Required work: Quote the listing below word for word, stopping after the line that contains "agent finished waiting.".

■ ■ ■ ■

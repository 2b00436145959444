//! Deployment: decisions, their application and the running agent.
//!
//! ```text
//!   runtime roots ──┐
//!                   ├─ startup ──► Deployer ──► DecisionEngine
//!   application ────┘                 ▲              │
//!   roots ──► RecursiveWatcher ───────┘              ▼
//!             (one per root)                   ModuleRegistry
//! ```
//!
//! The [`Agent`] owns the deployer and the watchers. It runs the startup
//! sequence, then waits until either the caller shuts it down or a
//! `StopAll` decision halts the runtime.

pub mod decision;
pub mod orchestrator;

use std::path::{Path, PathBuf};
use std::sync::Arc;
use std::time::Duration;

use crossbeam_channel::{Receiver, RecvTimeoutError};

use crate::config::Settings;
use crate::registry::ModuleRegistry;
use crate::watcher::RecursiveWatcher;

pub use decision::{Action, DecisionEngine, SingletonPolicy};
pub use orchestrator::{Deployer, Outcome};

/// How the agent finished waiting.
#[derive(Debug, Clone, Copy, PartialEq, Eq)]
pub enum AgentStatus {
    /// A singleton conflict stopped the runtime.
    Halted,
    /// The deployer was dropped without halting.
    Closed,
}

/// The running deployment agent.
pub struct Agent {
    deployer: Arc<Deployer>,
    watchers: Vec<RecursiveWatcher>,
    halt: Receiver<()>,
}

impl Agent {
    /// Run the startup sequence against `registry`.
    ///
    /// Runtime roots are installed and started first, then application
    /// roots. Watchers are started for existing application roots only when
    /// `watch` is set and the runtime is still up.
    pub fn start(settings: &Settings, registry: Arc<dyn ModuleRegistry>, watch: bool) -> Self {
        let engine = DecisionEngine::new(
            SingletonPolicy::new(settings.singleton_namespaces.iter().cloned()),
            settings.update_only_snapshots,
        );
        let deployer = Arc::new(Deployer::new(
            registry,
            engine,
            settings.artifact_extensions.clone(),
        ));
        let halt = deployer.halt_signal();

        let mut agent = Self {
            deployer,
            watchers: Vec::new(),
            halt,
        };

        let runtime_roots = resolve_roots(&settings.runtime_dirs);
        let application_roots = resolve_roots(&settings.application_dirs);

        if !agent.deployer.deploy_roots("runtime", &runtime_roots) {
            return agent;
        }
        if !agent.deployer.deploy_roots("application", &application_roots) {
            return agent;
        }

        if watch {
            agent.watch(&application_roots, settings.debounce());
        }
        agent
    }

    fn watch(&mut self, roots: &[PathBuf], debounce: Duration) {
        for root in roots.iter().filter(|root| root.is_dir()) {
            let watcher = RecursiveWatcher::new(root.clone(), debounce, self.deployer.clone());
            match watcher.start() {
                Ok(()) => self.watchers.push(watcher),
                Err(e) => tracing::error!("[deploy] couldn't watch {}: {e}", root.display()),
            }
        }
    }

    pub fn deployer(&self) -> &Arc<Deployer> {
        &self.deployer
    }

    pub fn is_halted(&self) -> bool {
        self.deployer.is_halted()
    }

    /// Roots currently being watched.
    pub fn watched_roots(&self) -> Vec<PathBuf> {
        self.watchers.iter().map(|w| w.root().to_path_buf()).collect()
    }

    /// Channel that receives a message when the runtime is stopped.
    pub fn halt_signal(&self) -> Receiver<()> {
        self.halt.clone()
    }

    /// Block until the runtime is halted.
    pub fn wait(&self) -> AgentStatus {
        if self.is_halted() {
            return AgentStatus::Halted;
        }
        match self.halt.recv() {
            Ok(()) => AgentStatus::Halted,
            Err(_) => AgentStatus::Closed,
        }
    }

    /// Like [`wait`](Self::wait), giving up after `timeout`.
    pub fn wait_timeout(&self, timeout: Duration) -> Option<AgentStatus> {
        if self.is_halted() {
            return Some(AgentStatus::Halted);
        }
        match self.halt.recv_timeout(timeout) {
            Ok(()) => Some(AgentStatus::Halted),
            Err(RecvTimeoutError::Timeout) => None,
            Err(RecvTimeoutError::Disconnected) => Some(AgentStatus::Closed),
        }
    }

    /// Stop every watcher. Idempotent.
    pub fn shutdown(&mut self) {
        for watcher in self.watchers.drain(..) {
            watcher.stop();
        }
    }
}

impl Drop for Agent {
    fn drop(&mut self) {
        self.shutdown();
    }
}

/// Absolute, symlink-free form of each root where it exists.
fn resolve_roots(roots: &[PathBuf]) -> Vec<PathBuf> {
    roots.iter().map(|root| resolve_root(root)).collect()
}

fn resolve_root(root: &Path) -> PathBuf {
    match root.canonicalize() {
        Ok(path) => path,
        Err(_) => root.to_path_buf(),
    }
}

#[cfg(test)]
mod tests {
    use super::*;
    use crate::artifact::testing::{archive, manifest};
    use crate::registry::{InMemoryRegistry, ModuleState, RegistryOp};
    use tempfile::TempDir;

    fn settings(root: &Path) -> Settings {
        Settings {
            runtime_dirs: vec![root.join("runtime")],
            application_dirs: vec![root.join("application")],
            singleton_namespaces: vec!["com.acme.".to_string()],
            debounce_ms: 50,
            ..Settings::default()
        }
    }

    fn write_jar(dir: &Path, file: &str, name: &str, version: &str) {
        std::fs::create_dir_all(dir).unwrap();
        std::fs::write(dir.join(file), archive(Some(&manifest(name, version, None)))).unwrap();
    }

    #[test]
    fn test_runtime_roots_deploy_before_application_roots() {
        let temp_dir = TempDir::new().unwrap();
        let settings = settings(temp_dir.path());
        write_jar(&temp_dir.path().join("application"), "app.jar", "org.app", "1.0.0");
        write_jar(&temp_dir.path().join("runtime"), "core.jar", "org.core", "1.0.0");

        let registry = Arc::new(InMemoryRegistry::new());
        let agent = Agent::start(&settings, registry.clone(), false);

        let names: Vec<_> = registry.modules().into_iter().map(|m| m.symbolic_name).collect();
        assert_eq!(names, vec!["org.core", "org.app"]);
        for module in registry.modules() {
            assert_eq!(registry.state_of(module.handle), Some(ModuleState::Active));
        }
        assert!(agent.watched_roots().is_empty());
        assert_eq!(agent.wait_timeout(Duration::from_millis(10)), None);
    }

    #[test]
    fn test_watches_existing_application_roots_only() {
        let temp_dir = TempDir::new().unwrap();
        let mut settings = settings(temp_dir.path());
        settings.application_dirs.push(temp_dir.path().join("missing"));
        std::fs::create_dir_all(temp_dir.path().join("application")).unwrap();

        let mut agent = Agent::start(&settings, Arc::new(InMemoryRegistry::new()), true);

        let watched = agent.watched_roots();
        assert_eq!(watched.len(), 1);
        assert!(watched[0].ends_with("application"));

        agent.shutdown();
        assert!(agent.watched_roots().is_empty());
    }

    #[test]
    fn test_conflict_during_startup_halts_before_watching() {
        let temp_dir = TempDir::new().unwrap();
        let settings = settings(temp_dir.path());
        write_jar(&temp_dir.path().join("runtime"), "a.jar", "com.acme.x", "1.0.0");
        write_jar(&temp_dir.path().join("application"), "b.jar", "com.acme.x", "2.0.0");

        let registry = Arc::new(InMemoryRegistry::new());
        let agent = Agent::start(&settings, registry.clone(), true);

        assert!(agent.is_halted());
        assert_eq!(agent.wait(), AgentStatus::Halted);
        assert!(agent.watched_roots().is_empty());
        assert!(registry.operations().contains(&RegistryOp::StopEverything));
        // The conflicting application module is never installed.
        assert_eq!(registry.modules().len(), 1);
        assert_eq!(registry.operations().last(), Some(&RegistryOp::StopEverything));
    }
}
//! Listener trait for debounced change batches.

use std::path::PathBuf;

/// Whether delivery of the current batch should go on.
#[derive(Debug, Clone, Copy, PartialEq, Eq)]
pub enum Delivery {
    Continue,
    /// Skip the remaining categories of this batch.
    Halt,
}

/// Receives reconciled change-sets from a `RecursiveWatcher`.
///
/// Each method is called at most once per batch, only with a non-empty
/// slice, in the order created, deleted, modified. Calls come from the
/// watcher's timer thread while it holds the root's lock, so implementations
/// must not call back into the same watcher.
pub trait ChangeListener: Send + Sync {
    fn files_created(&self, paths: &[PathBuf]) -> Delivery;

    fn files_modified(&self, paths: &[PathBuf]) -> Delivery;

    fn files_deleted(&self, paths: &[PathBuf]) -> Delivery;
}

■ ■ ■ ■

Exercise answer:
repository 2b00436145959444
//! Deployment: decisions, their application and the running agent.
//!
//! ```text
//!   runtime roots ──┐
//!                   ├─ startup ──► Deployer ──► DecisionEngine
//!   application ────┘                 ▲              │
//!   roots ──► RecursiveWatcher ───────┘              ▼
//!             (one per root)                   ModuleRegistry
//! ```
//!
//! The [`Agent`] owns the deployer and the watchers. It runs the startup
//! sequence, then waits until either the caller shuts it down or a
//! `StopAll` decision halts the runtime.

pub mod decision;
pub mod orchestrator;

use std::path::{Path, PathBuf};
use std::sync::Arc;
use std::time::Duration;

use crossbeam_channel::{Receiver, RecvTimeoutError};

use crate::config::Settings;
use crate::registry::ModuleRegistry;
use crate::watcher::RecursiveWatcher;

pub use decision::{Action, DecisionEngine, SingletonPolicy};
pub use orchestrator::{Deployer, Outcome};

/// How the agent finished waiting.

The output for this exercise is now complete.